The reason will be displayed to describe this comment to others. Learn more.

a partial string ?

@triska
Copy link
Contributor

triska commented Oct 25, 2025

This feature would be extremely valuable, thank you a lot for working on this!

I have one question: What if the timeout occurs between two bytes of a multi-octet UTF-8 sequence? For instance, if the file or stream content (eventually) is "\xf0\\x9f\\x92\\x9c\", which is the UTF-8 encoding of a single character, is the read always "atomic" in the sense that it reliably reads a full character, if any, also if a timeout occurs?

If possible, could you please consider adding a test for this? Thank you a lot!

@triska
Copy link
Contributor

triska commented Oct 25, 2025

Regarding the message format("Got ~d bytes~n", [N]).: It should be chars, shouldn't it?

@jjtolton
Copy link
Author

This feature would be extremely valuable, thank you a lot for working on this!

I have one question: What if the timeout occurs between two bytes of a multi-octet UTF-8 sequence? For instance, if the file or stream content (eventually) is "\xf0\\x9f\\x92\\x9c\", which is the UTF-8 encoding of a single character, is the read always "atomic" in the sense that it reliably reads a full character, if any, also if a timeout occurs?

If possible, could you please consider adding a test for this? Thank you a lot!

Great question. I have a thought and a question. My thought is that my usecase for this was to prevent blocking on idle connections, not active ones. So, it would be easy enough to make the default behavior continue to consume while there is data available.

Of course, that could interfere with cooperative concurrency, so if we were to enforce a cutoff, what should the behavior be?

should I push the half char back onto the stream?

@triska
Copy link
Contributor

triska commented Oct 25, 2025

Personally, if I set a timeout, I would expect the system to respect it in all cases, and to read as much as possible within the timeout.

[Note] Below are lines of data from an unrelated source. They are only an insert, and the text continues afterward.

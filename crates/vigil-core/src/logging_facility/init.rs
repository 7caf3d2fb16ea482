//! Logging initialization module

use std::str::FromStr;
use std::sync::Once;
use tracing_subscriber::{util::SubscriberInitExt, EnvFilter};

/// Logging profile configuration
#[derive(Debug, Clone, Copy, PartialEq, Eq)]
pub enum Profile {
    /// Human-readable output for development
    Development,
    /// JSON structured output for production
    Production,
    /// Test capture mode for deterministic testing
    Test,
}

impl FromStr for Profile {
    type Err = String;

    fn from_str(s: &str) -> Result<Self, Self::Err> {
        match s {
            "development" | "dev" => Ok(Profile::Development),
            "production" | "prod" => Ok(Profile::Production),
            "test" => Ok(Profile::Test),
            other => Err(format!("unknown log profile '{}'", other)),
        }
    }
}

static INIT_ONCE: Once = Once::new();

/// Initialize the logging facility
///
/// Call once at process startup; later calls are no-ops. `RUST_LOG`
/// overrides the profile's default filter.
///
/// - **Development**: human-readable logs, `vigil=debug`
/// - **Production**: JSON structured logs, `vigil=info`
/// - **Test**: bare registry (capture is installed via `init_test_capture`)
pub fn init(profile: Profile) {
    INIT_ONCE.call_once(|| match profile {
        Profile::Development => {
            tracing_subscriber::fmt()
                .with_env_filter(
                    EnvFilter::try_from_default_env()
                        .unwrap_or_else(|_| EnvFilter::new("vigil=debug")),
                )
                .init();
        }
        Profile::Production => {
            tracing_subscriber::fmt()
                .json()
                .with_env_filter(
                    EnvFilter::try_from_default_env()
                        .unwrap_or_else(|_| EnvFilter::new("vigil=info")),
                )
                .init();
        }
        Profile::Test => {
            tracing_subscriber::registry().init();
        }
    });
}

In addition, I would expect the API to be implemented in such a way that it reliably yields correct results. In the case of get_n_chars/4, this means that I expect to get what the sender transmitted.

For instance, if the sender sent the character '💜', then I would not expect to receive ['\xF0\'|Rs], because '\xf0\' is a different character (even though its byte value is part of the prefix of the UTF-8 encoding of '💜').

@jjtolton
Copy link
Author

Personally, if I set a timeout, I would expect the system to respect it in all cases, and to read as much as possible within the timeout.

In addition, I would expect the API to be implemented in such a way that it reliably yields correct results. In the case of get_n_chars/4, this means that I expect to get what the sender transmitted.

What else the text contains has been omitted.